Pour rappel, dans l’un de mes épisodes précédents, je t’avais révélé avec la sobriété qui me caractérise (WAZZZZAaAAAAAA !!!! YiiipiiiiiiIIIIIIIEEEEE !!!! WEEEEEEEEEE !!!!!!! shoop shoop ***danse de la joie/mode ON***) que ta dévouée Scribouillasse était en lice contre quatre redoutables autres finalistes pour décrocher la timbale de la toute première édition du Prix Fintro Ecritures Noires, organisé par la Foire du Livre de Bruxelles et la Banque Fintro .  A cette occasion, nos joyeuses organisatrices ont mis les petits plats dans les grands car nous avons tous été conviés le lundi 28 août à une journée d’information sur le monde de l’édition, ses arcanes, ses écueils et comment s’y retrouver quand on débarque dans le secteur sans rien connaître.

Autant te le dire tout de suite, lecteur chéri et impatient, j’ai sauté sur l’occasion sans me faire prier et je n’en regrette pas une minute ! Car cette journée fut pour la Scribouillasse que je suis une véritable mine d’or ! De quoi alimenter notre petit Guide du Scribouillard Néophyte (pour lequel, d’ailleurs, je te prépare une petite surprise, mais chhtt, je n’en dis pas plus, c’est une surpriiiiiiise je te dis !)

D’abord (et puis après, on n’en parle plus, mais quand même), j’ai pu rencontrer mes camarades de concours. De redoutables larrons, crois-moi ! On n’était pas là depuis une demie-heure que, déjà, on partait en roue libre à raconter n’importe quoi. Ca fusait de tous les côtés, qui s’extasiant sur des chiens avec des chapeaux, qui prônant la mise à l’honneur du hamster russe, qui recommandant l’usage abusif de bonnets chiliens. Tous d’accord sur le fait que le ciel était bleu, ce lundi matin, sur Bruxelles. Non, ne cherche pas à comprendre, c’était un moment hors du plan euclidien terrestre. On était déchaînés, survoltés, complètement allumés. Bref, ça a bien cliqué. La glace étant bel et bien brisée (pilée, en bouillie, de la flotte, cette glace !), nous sommes passés aux choses sérieuses et avons entamé le programme de cette journée bien chargée par une….

Petite présentation du monde de l’édition.

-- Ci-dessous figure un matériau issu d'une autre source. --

impl Validate for PolicyRules {
    fn validate(&self) -> Result<(), ContractViolation> {
        validate_score("policy.rules.threshold", self.threshold)?;
        validate_score("policy.rules.medium_threshold", self.medium_threshold)?;
        validate_tiers("policy.rules", self.medium_threshold, self.threshold)?;
        validate_range(
            "policy.rules.default_category_weight",
            self.default_category_weight,
            0.0,
            CATEGORY_WEIGHT_MAX,
        )?;
        validate_weights("policy.rules.category_weights", &self.category_weights)?;
        validate_score("policy.rules.default_category_cap", self.default_category_cap)?;
        for (category, cap) in &self.category_caps {
            validate_token("policy.rules.category_caps", category, 96)?;
            validate_score("policy.rules.category_caps", *cap)?;
        }
        for category in &self.conclusive_categories {
            validate_token("policy.rules.conclusive_categories", category, 96)?;
        }
        for category in self.category_actions.keys() {
            validate_token("policy.rules.category_actions", category, 96)?;
        }
        if self.scenarios.len() > POLICY_MAX_SCENARIOS {
            return Err(ContractViolation::InvalidValue {
                field: "policy.rules.scenarios",
                reason: "exceeds POLICY_MAX_SCENARIOS",
            });
        }
        for (name, scenario) in &self.scenarios {
            validate_token("policy.rules.scenarios.name", name, 64)?;
            if let Some(t) = scenario.threshold {
                validate_score("policy.rules.scenarios.threshold", t)?;
            }
            if let Some(t) = scenario.medium_threshold {
                validate_score("policy.rules.scenarios.medium_threshold", t)?;
            }
            validate_tiers(
                "policy.rules.scenarios",
                scenario.medium_threshold.unwrap_or(self.medium_threshold),
                scenario.threshold.unwrap_or(self.threshold),
            )?;
            validate_weights(
                "policy.rules.scenarios.category_weights",
                &scenario.category_weights,
            )?;
        }
        if self.max_detection_duration_ms == 0
            || self.max_detection_duration_ms > POLICY_MAX_DETECTION_DURATION_MS
        {
            return Err(ContractViolation::InvalidValue {
                field: "policy.rules.max_detection_duration_ms",
                reason: "must be within 1..=POLICY_MAX_DETECTION_DURATION_MS",
            });
        }
        Ok(())
    }
}

impl Validate for Experiment {
    fn validate(&self) -> Result<(), ContractViolation> {
        validate_token("policy.experiments.key", &self.key, 96)?;
        validate_range(
            "policy.experiments.traffic_fraction",
            self.traffic_fraction,
            0.0,
            1.0,
        )?;
        if self.variants.len() > 2 {
            return Err(ContractViolation::InvalidValue {
                field: "policy.experiments.variants",
                reason: "at most one variant per bucket",
            });
        }
        let mut seen = BTreeSet::new();
        for variant in &self.variants {
            if variant.bucket > 1 {
                return Err(ContractViolation::InvalidValue {
                    field: "policy.experiments.variants.bucket",
                    reason: "must be 0 or 1",
                });
            }
            if !seen.insert(variant.bucket) {
                return Err(ContractViolation::InvalidValue {
                    field: "policy.experiments.variants.bucket",
                    reason: "duplicate bucket",
                });
            }
            let params = &variant.parameters;
            if let Some(t) = params.threshold {
                validate_score("policy.experiments.parameters.threshold", t)?;
            }
            if let Some(t) = params.medium_threshold {
                validate_score("policy.experiments.parameters.medium_threshold", t)?;
            }
            validate_weights(
                "policy.experiments.parameters.category_weights",
                &params.category_weights,
            )?;
        }
        Ok(())
    }
}

impl Validate for BlindChallengeRule {
    fn validate(&self) -> Result<(), ContractViolation> {
        validate_token("policy.blind_challenge.rules.id", &self.id, 96)?;
        validate_score("policy.blind_challenge.rules.weight", self.weight)?;
        if !self.has_predicate() {
            return Err(ContractViolation::InvalidValue {
                field: "policy.blind_challenge.rules",
                reason: "rule must declare at least one predicate",
            });
        }
        for id in self.all_of_signal_ids.iter().chain(&self.any_of_signal_ids) {
            validate_token("policy.blind_challenge.rules.signal_id", id, 96)?;
        }
        Ok(())
    }
}
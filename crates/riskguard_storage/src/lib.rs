#![forbid(unsafe_code)]

pub mod policy_cache;
const USAGE: &str = "\
-------------------------------------------------------------------------------------------
CLOUDPHOTO(1)                                                                 CLOUDPHOTO(1)

NAME:
       cloudphoto - CLI for Amazon S3 photo albums
SYNOPSIS:
       cloudphoto  COMMAND [OPTION]... [ARG]...
DESCRIPTION:
       cloudphoto is a client for interacting with the Amazon S3 object storage.
       Albums are kept as object tags. The commands are listed below.
OPTIONS:
       -p      path of directory
       -a      album name
COMMANDS:
       upload      upload files from a directory to object storage under an album
       download    download the files of an album from object storage to a directory
       list        list albums, or the images of one album
       exit        quit from program
EXAMPLES:
       upload      cloudphoto upload -p /home/username/photos/ -a holiday
       download    cloudphoto download -p /home/username/downloads/ -a holiday
       list        cloudphoto list -a holiday
                   cloudphoto list
       exit        cloudphoto exit
-------------------------------------------------------------------------------------------";

pub fn print() {
    println!("{USAGE}");
}
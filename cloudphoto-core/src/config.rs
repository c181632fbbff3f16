use std::path::PathBuf;

use crate::provision::retry::{RetryPolicy, WaitPolicy};

/// Tag key marking an object as a member of an album.
pub const DEFAULT_TAG_KEY: &str = "cloudphoto";

/// Runtime settings shared by the session, the engines and provisioning.
#[derive(Debug, Clone)]
pub struct Config {
    pub region: String,
    /// Custom endpoint for S3-compatible services (MinIO, LocalStack).
    pub endpoint_url: Option<String>,
    pub source_bucket: String,
    pub destination_bucket: String,
    pub tag_key: String,
    pub role_name: String,
    pub policy_name: String,
    pub function_name: String,
    pub handler: String,
    pub runtime: String,
    pub memory_size: i32,
    pub timeout_secs: i32,
    /// Packaged handler uploaded as the function code.
    pub artifact_path: PathBuf,
    pub trust_policy_path: Option<PathBuf>,
    pub permission_policy_path: Option<PathBuf>,
    pub notification_event: String,
    pub retry: RetryPolicy,
    pub wait: WaitPolicy,
}

impl Default for Config {
    fn default() -> Self {
        Self {
            region: "us-west-2".to_string(),
            endpoint_url: None,
            source_bucket: "cloudphoto-source".to_string(),
            destination_bucket: "cloudphoto-destination".to_string(),
            tag_key: DEFAULT_TAG_KEY.to_string(),
            role_name: "cloudphoto-role".to_string(),
            policy_name: "cloudphoto-policy".to_string(),
            function_name: "cloudphoto-handler".to_string(),
            handler: "ru.itis.Handler::handleRequest".to_string(),
            runtime: "java11".to_string(),
            memory_size: 300,
            timeout_secs: 60,
            artifact_path: PathBuf::from("S3Handler-1.0-SNAPSHOT.jar"),
            trust_policy_path: None,
            permission_policy_path: None,
            notification_event: "s3:ObjectCreated:Put".to_string(),
            retry: RetryPolicy::default(),
            wait: WaitPolicy::default(),
        }
    }
}
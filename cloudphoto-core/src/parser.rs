use std::sync::LazyLock;

use regex::Regex;
use thiserror::Error;

use crate::args::CommandType;
use crate::command::Command;

/// Stands in for whitespace inside a path while the line is tokenized.
/// Private-use code point, never produced by a keyboard.
const WHITESPACE_PLACEHOLDER: char = '\u{E000}';

const PROGRAM_TOKEN: &str = "cloudphoto";

static COMMAND_LINE: LazyLock<Regex> = LazyLock::new(|| {
    Regex::new(
        r"^\s*cloudphoto\s+(?:(?:upload|download)\s+-p\s+(?P<path>\S(?:.*\S)?)\s+-a\s+\S+|list(?:\s+-a\s+\S+)?|exit)\s*$",
    )
    .expect("Invalid command line pattern")
});

#[derive(Debug, Error, PartialEq, Eq)]
pub enum ParseError {
    #[error("Invalid command!")]
    InvalidCommand,

    /// Only produced by [`CommandType`]'s `FromStr`; lines reaching that
    /// point in [`parse`] already carry a known verb.
    #[error("No such command: {0}")]
    UnknownVerb(String),
}

/// Whole-line structural check against the command grammar.
pub fn is_valid(line: &str) -> bool {
    !line.contains(WHITESPACE_PLACEHOLDER) && COMMAND_LINE.is_match(line)
}

/// Parse one input line into a [`Command`]. Nothing is returned for a line
/// that does not match the grammar.
pub fn parse(line: &str) -> Result<Command, ParseError> {
    if !is_valid(line) {
        return Err(ParseError::InvalidCommand);
    }

    let line = shield_path_whitespace(line);
    let tokens: Vec<&str> = line.split_whitespace().collect();

    let (program, verb, rest) = match tokens.as_slice() {
        [program, verb, rest @ ..] => (*program, *verb, rest),
        _ => return Err(ParseError::InvalidCommand),
    };
    if program != PROGRAM_TOKEN {
        return Err(ParseError::InvalidCommand);
    }

    let mut command = Command::new(verb.parse::<CommandType>()?);
    for pair in rest.chunks(2) {
        if let [flag, value] = pair {
            command.set_parameter(flag, restore_whitespace(value));
        }
    }

    tracing::debug!(
        "Parsed command: kind={}, parameters={:?}",
        command.kind(),
        command.parameters()
    );
    Ok(command)
}

/// Swap every whitespace character of the `-p` segment for the placeholder so
/// the path survives whitespace splitting as a single token.
fn shield_path_whitespace(line: &str) -> String {
    let Some(path) = COMMAND_LINE.captures(line).and_then(|caps| caps.name("path")) else {
        return line.to_string();
    };

    let shielded: String = path
        .as_str()
        .chars()
        .map(|c| if c.is_whitespace() { WHITESPACE_PLACEHOLDER } else { c })
        .collect();

    format!("{}{}{}", &line[..path.start()], shielded, &line[path.end()..])
}

fn restore_whitespace(token: &str) -> String {
    token.replace(WHITESPACE_PLACEHOLDER, " ")
}

#[cfg(test)]
mod tests {
    use super::*;
    use crate::args::Argument;

    #[test]
    fn accepts_every_command_form() {
        for line in [
            "cloudphoto exit",
            "cloudphoto list",
            "cloudphoto list -a dogs",
            "cloudphoto upload -p /home/alice/photos -a dogs",
            "cloudphoto download -p ./out -a dogs",
            "   cloudphoto   list   -a   dogs   ",
            "cloudphoto\tupload\t-p\t/tmp\t-a\tdogs",
        ] {
            assert!(is_valid(line), "expected valid: {line:?}");
        }
    }

    #[test]
    fn rejects_lines_outside_the_grammar() {
        for line in [
            "",
            "   ",
            "cloudphoto",
            "list",
            "cloudphoto delete -a dogs",
            "cloudphoto upload -a dogs",
            "cloudphoto upload -p /tmp",
            "cloudphoto upload -p -a dogs",
            "cloudphoto upload -p /tmp -a my dogs",
            "cloudphoto list -a",
            "cloudphoto list -p /tmp",
            "cloudphoto exit now",
            "cloudphotoexit",
            "CLOUDPHOTO exit",
            "cloudphoto EXIT",
            "cloudphoto List -a dogs",
            "cloudphoto upload -p /tmp\u{E000}x -a dogs",
        ] {
            assert!(!is_valid(line), "expected invalid: {line:?}");
            assert_eq!(parse(line), Err(ParseError::InvalidCommand));
        }
    }

    #[test]
    fn parses_exit_and_bare_list_without_parameters() {
        let exit = parse("cloudphoto exit").unwrap();
        assert_eq!(exit.kind(), CommandType::Exit);
        assert!(exit.parameters().is_empty());

        let list = parse("cloudphoto list").unwrap();
        assert_eq!(list.kind(), CommandType::List);
        assert!(list.parameters().is_empty());
    }

    #[test]
    fn parses_list_with_album_filter() {
        let command = parse("cloudphoto list -a Holiday").unwrap();
        assert_eq!(command.kind(), CommandType::List);
        assert_eq!(command.parameter(Argument::Album), Some("Holiday"));
        assert_eq!(command.parameter(Argument::Path), None);
    }

    #[test]
    fn keeps_internal_spaces_of_the_path() {
        let command = parse("cloudphoto upload -p /home/alice/My Photos -a dogs").unwrap();
        assert_eq!(command.kind(), CommandType::Upload);
        assert_eq!(command.parameter(Argument::Path), Some("/home/alice/My Photos"));
        assert_eq!(command.parameter(Argument::Album), Some("dogs"));
    }

    #[test]
    fn path_with_repeated_spaces_round_trips_exactly() {
        let path = "/data/summer  2020/best of";
        let line = format!("cloudphoto download -p {path} -a beach");
        let command = parse(&line).unwrap();
        assert_eq!(command.kind(), CommandType::Download);
        assert_eq!(command.parameter(Argument::Path), Some(path));
    }

    #[test]
    fn surrounding_whitespace_does_not_leak_into_values() {
        let command = parse("  cloudphoto upload   -p   photos dir   -a  cats  ").unwrap();
        assert_eq!(command.parameter(Argument::Path), Some("photos dir"));
        assert_eq!(command.parameter(Argument::Album), Some("cats"));
    }
}
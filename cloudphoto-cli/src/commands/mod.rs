pub mod download;
pub mod list;
pub mod upload;

use anyhow::Result;
use cloudphoto_core::TransferError;

/// Prints recoverable failures at the prompt and hands fatal ones back to the caller.
fn report_failure(err: TransferError) -> Result<()> {
    if err.is_fatal() {
        return Err(err.into());
    }
    println!("!{err}");
    Ok(())
}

Avis aux doux rêveurs, aux chercheurs de gloire, aux afficionados du make-a-wish et aux conquistadors de l’Eldorado, remballez tout de suite vos mirettes pleines d’espoir et de petits dollars et passez votre chemin, ce n’est pas ici que vous ferez fortune. Paf, patate, douche froide et va voir ailleurs si j’y suis, voilà, c’est dit !

Parce que dans cet univers impitoyable, mon bon ami, les chiffres sont édifiants…et tous contre toi !

Admettons qu’on t’édite, déjà (ce qui en soit est une sérieuse aventure, tu verras plus loin). Et bien sache qu’un premier livre, en Belgique, c’est un tirage d’à peu près 300 exemplaires. En France, un peu plus. On est loin des 200 000 d’Amélie Nothomb (tu sais à quel point je l’aime et si tu ne le sais pas, va de ce pas jouer  au jeu de l’oie de la Mère Scribouille juste pour tomber sur ça !).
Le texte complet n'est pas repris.